4 — Product primitive (with class-of-failure scan)

The deterministic check is local. The product primitive is structural. After the check is in place, we ask: what is the class of failure this incident represents, and how many other places in the system are vulnerable to the same class?

That question almost always returns more than one site. The Unicode-spacing bug above is not just about banned phrases — it is about every place in the codebase that compares strings without normalization. The class-of-failure scan catches all those sites. The product primitive is a normalized-string-compare helper used everywhere, with the negative test attached.

Without this stage, you fix the symptom and miss the disease. With this stage, the fix prevents an entire family of bugs you have not seen yet.

5 — Archive

The incident is logged, the check is in CI, the primitive is in the codebase, and the entry is closed in the failure log with the resolution path. Old entries are not deleted. They become institutional memory. New engineers learn the company's failure history by reading the log, not by repeating it.

A subtle but load-bearing piece: stale-rule deletion. When a rule was added because of a failure, and the failure mode no longer applies (because the underlying primitive made it impossible), we delete the rule. Codebases that only accumulate rules become unmaintainable. Codebases that delete obsolete rules stay sharp. The deletion is part of the loop, not a separate cleanup project.

What this gives us

After enough rotations of the loop, the codebase looks different from a codebase of the same size that only ships features. There are fewer config flags, because failures that used to require a flag became impossible. There are fewer special cases, because the class-of-failure scans collapsed them into shared primitives. There is more dead-simple code, because every bug that survived a rotation produced a structural simplification.

Most importantly: when a customer asks "how do you handle X attack," the answer is not a slide deck. The answer is the negative test that catches X, and the line of code that exists because of it.

Where this came from

This is not original. It is borrowed from aerospace flight test, from nuclear submarine reactor operations, from the Toyota production system. The phrase "if the system can fail the same way twice, it has not learned" is mine, but the structure is older than I am. What is unusual is applying it inside a software company that ships to defense customers, where the failure cost is high and the temptation to ship a hot-fix and move on is extreme.
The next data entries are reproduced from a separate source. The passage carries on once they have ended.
//! Event types and ordering for the discrete event simulation.

use std::cmp::Ordering;

use carp::{NodeAddress, Timestamp};

/// Unique sequence number for deterministic event ordering.
#[derive(Debug, Clone, Copy, PartialEq, Eq, PartialOrd, Ord)]
pub struct SequenceNumber(u64);

impl SequenceNumber {
    pub fn new(value: u64) -> Self {
        Self(value)
    }

    pub fn value(&self) -> u64 {
        self.0
    }
}

/// Scenario actions that can be scheduled during simulation.
#[derive(Debug, Clone)]
pub enum ScenarioAction {
    /// Partition the network into isolated groups.
    Partition { groups: Vec<Vec<NodeAddress>> },
    /// Heal all partitions (restore full connectivity).
    HealPartition,
    /// Disable a specific link.
    DisableLink { a: NodeAddress, b: NodeAddress },
    /// Enable a specific link.
    EnableLink { a: NodeAddress, b: NodeAddress },
    /// Set loss rate on a link.
    SetLossRate {
        a: NodeAddress,
        b: NodeAddress,
        rate: f64,
    },
    /// Take a gradient snapshot for metrics.
    TakeSnapshot,
}

/// Events in the discrete event simulation.
#[derive(Debug, Clone)]
pub enum Event {
    /// Deliver control-port bytes to a node.
    ControlDelivery {
        to: NodeAddress,
        from: NodeAddress,
        data: Vec<u8>,
        quality: f64,
    },
    /// Deliver a data-port packet to a node.
    DataDelivery {
        to: NodeAddress,
        from: NodeAddress,
        data: Vec<u8>,
    },
    /// Wake a node whose timer queue has come due.
    TimerFire { node: NodeAddress },
    /// Application originates data from one node to another.
    AppSend {
        from: NodeAddress,
        to: NodeAddress,
        payload: Vec<u8>,
    },
    /// Execute a scenario action.
    ScenarioAction(ScenarioAction),
}

/// A scheduled event with timestamp and sequence number for ordering.
#[derive(Debug, Clone)]
pub struct ScheduledEvent {
    /// When the event should occur.
    pub time: Timestamp,
    /// Sequence number for deterministic ordering of same-time events.
    pub seq: SequenceNumber,
    /// The event to process.
    pub event: Event,
}

impl ScheduledEvent {
    pub fn new(time: Timestamp, seq: SequenceNumber, event: Event) -> Self {
        Self { time, seq, event }
    }
}

// Implement ordering for min-heap (BinaryHeap is max-heap, so we reverse).
impl PartialEq for ScheduledEvent {
    fn eq(&self, other: &Self) -> bool {
        self.time == other.time && self.seq == other.seq
    }
}

impl Eq for ScheduledEvent {}

impl PartialOrd for ScheduledEvent {
    fn partial_cmp(&self, other: &Self) -> Option<Ordering> {
        Some(self.cmp(other))
    }
}

impl Ord for ScheduledEvent {
    fn cmp(&self, other: &Self) -> Ordering {
        // Reverse ordering for min-heap: earliest time first, FIFO within
        // the same instant.
        match other.time.as_millis().cmp(&self.time.as_millis()) {
            Ordering::Equal => other.seq.cmp(&self.seq),
            ord => ord,
        }
    }
}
We refuse the temptation. The loop is the product behind the product.

How to start using this in your own team

You do not need our entire failure-log schema. Start with three things:

  1. Every incident gets a negative test. Not a regression test that asserts the fix. A test that constructs the failing input and asserts the patch catches it. Different framing, much sharper signal.
  2. Every incident asks the class-of-failure question. "Where else in the codebase could this same bug shape exist?" Answer the question even if the scan returns zero. Document the zero.
  3. Every quarter, delete a rule that is no longer load-bearing. If you cannot find one, your loop is not deleting things, which means it is also not learning.

One more thing

The loop applies to language too. Every customer-facing claim Hardseal makes is filtered by the same discipline. We ran a claim-language audit across 21 customer-facing artifacts when we wrote the first version of this doctrine. Zero forbidden positive claims. 20 of 21 carried explicit "does NOT certify" disclaimers. The audit was the deterministic check. The pre-commit hook that scans every commit for the same banned phrases is the product primitive. The whole rotation, applied to language instead of code.

Same loop. Same law. Same compounding.

// THE PRACTICE The next time something breaks in your system: patch it, then write the negative test, then ask the class-of-failure question, then look for one stale rule to delete. That is one rotation. Do twelve of those, in a row, with no exceptions. The codebase that comes out the other side will be unrecognizable.